• **Your instructions**:
Pull every line with the word "Some" out of the entries below.

>>>

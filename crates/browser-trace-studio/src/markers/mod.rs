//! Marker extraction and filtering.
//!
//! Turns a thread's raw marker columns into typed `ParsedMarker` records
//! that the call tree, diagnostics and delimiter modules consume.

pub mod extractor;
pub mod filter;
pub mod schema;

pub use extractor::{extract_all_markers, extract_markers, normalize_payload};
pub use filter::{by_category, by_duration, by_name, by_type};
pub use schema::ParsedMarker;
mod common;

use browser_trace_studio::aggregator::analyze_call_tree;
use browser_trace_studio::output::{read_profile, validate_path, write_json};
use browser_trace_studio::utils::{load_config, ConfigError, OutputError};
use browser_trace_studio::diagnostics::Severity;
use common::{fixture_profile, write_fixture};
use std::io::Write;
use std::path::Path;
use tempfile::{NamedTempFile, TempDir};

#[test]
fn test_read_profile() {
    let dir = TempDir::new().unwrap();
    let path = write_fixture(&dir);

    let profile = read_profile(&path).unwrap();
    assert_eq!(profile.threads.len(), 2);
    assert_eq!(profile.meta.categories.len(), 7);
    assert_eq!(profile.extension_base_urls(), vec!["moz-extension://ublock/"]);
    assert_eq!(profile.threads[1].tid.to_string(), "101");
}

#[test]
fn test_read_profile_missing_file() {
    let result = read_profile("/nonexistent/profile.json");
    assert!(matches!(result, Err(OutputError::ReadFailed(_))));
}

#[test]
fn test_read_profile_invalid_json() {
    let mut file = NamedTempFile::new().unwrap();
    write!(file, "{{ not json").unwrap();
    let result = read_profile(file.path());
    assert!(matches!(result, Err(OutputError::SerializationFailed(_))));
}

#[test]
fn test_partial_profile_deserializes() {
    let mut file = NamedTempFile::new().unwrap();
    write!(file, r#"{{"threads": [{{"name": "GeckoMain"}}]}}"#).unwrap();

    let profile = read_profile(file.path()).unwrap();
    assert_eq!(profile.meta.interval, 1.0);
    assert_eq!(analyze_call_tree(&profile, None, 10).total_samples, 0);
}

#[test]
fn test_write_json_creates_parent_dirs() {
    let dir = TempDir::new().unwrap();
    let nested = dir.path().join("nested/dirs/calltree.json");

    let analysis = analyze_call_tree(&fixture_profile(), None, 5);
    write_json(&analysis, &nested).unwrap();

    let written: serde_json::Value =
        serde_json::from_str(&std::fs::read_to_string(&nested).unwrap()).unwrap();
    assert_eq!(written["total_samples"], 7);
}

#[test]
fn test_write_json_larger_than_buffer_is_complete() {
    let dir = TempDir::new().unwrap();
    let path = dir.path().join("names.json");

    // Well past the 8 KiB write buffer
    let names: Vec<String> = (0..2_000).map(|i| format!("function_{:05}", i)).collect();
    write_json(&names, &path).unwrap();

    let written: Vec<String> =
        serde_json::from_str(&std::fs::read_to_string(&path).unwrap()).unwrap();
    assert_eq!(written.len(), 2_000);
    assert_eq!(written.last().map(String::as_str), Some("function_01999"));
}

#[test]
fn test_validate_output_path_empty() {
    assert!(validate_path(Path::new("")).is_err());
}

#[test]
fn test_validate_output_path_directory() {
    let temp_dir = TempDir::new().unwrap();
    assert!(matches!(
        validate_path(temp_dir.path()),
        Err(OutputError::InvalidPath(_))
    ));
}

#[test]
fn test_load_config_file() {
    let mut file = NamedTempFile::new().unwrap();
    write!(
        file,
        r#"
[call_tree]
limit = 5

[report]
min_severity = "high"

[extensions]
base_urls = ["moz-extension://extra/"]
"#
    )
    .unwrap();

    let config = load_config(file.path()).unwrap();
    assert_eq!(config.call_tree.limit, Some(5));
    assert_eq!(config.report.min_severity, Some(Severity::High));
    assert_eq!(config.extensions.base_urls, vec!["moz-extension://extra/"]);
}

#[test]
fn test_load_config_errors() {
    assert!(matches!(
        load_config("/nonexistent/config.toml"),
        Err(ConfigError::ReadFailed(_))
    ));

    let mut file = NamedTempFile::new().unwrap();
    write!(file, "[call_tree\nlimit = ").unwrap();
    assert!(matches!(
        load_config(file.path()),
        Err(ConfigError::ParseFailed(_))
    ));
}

<<<

• **Solution for this exercise**:
    assert_eq!(written.last().map(String::as_str), Some("function_01999"));
    assert_eq!(config.call_tree.limit, Some(5));
    assert_eq!(config.report.min_severity, Some(Severity::High));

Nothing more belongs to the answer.